* **ACTIVITY**:
Could you repeat the records below exactly as written?

* **EXTRACTED ENTRIES**:
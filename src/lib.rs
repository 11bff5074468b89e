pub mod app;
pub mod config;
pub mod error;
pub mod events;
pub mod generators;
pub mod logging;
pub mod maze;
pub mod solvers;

* **OUTPUT OF THE EXERCISE**:
filename src/lib.rs
repository 11bff5074468b89e
pub mod app;
pub mod config;
pub mod error;
pub mod events;
pub mod generators;
pub mod logging;
pub mod maze;
pub mod solvers;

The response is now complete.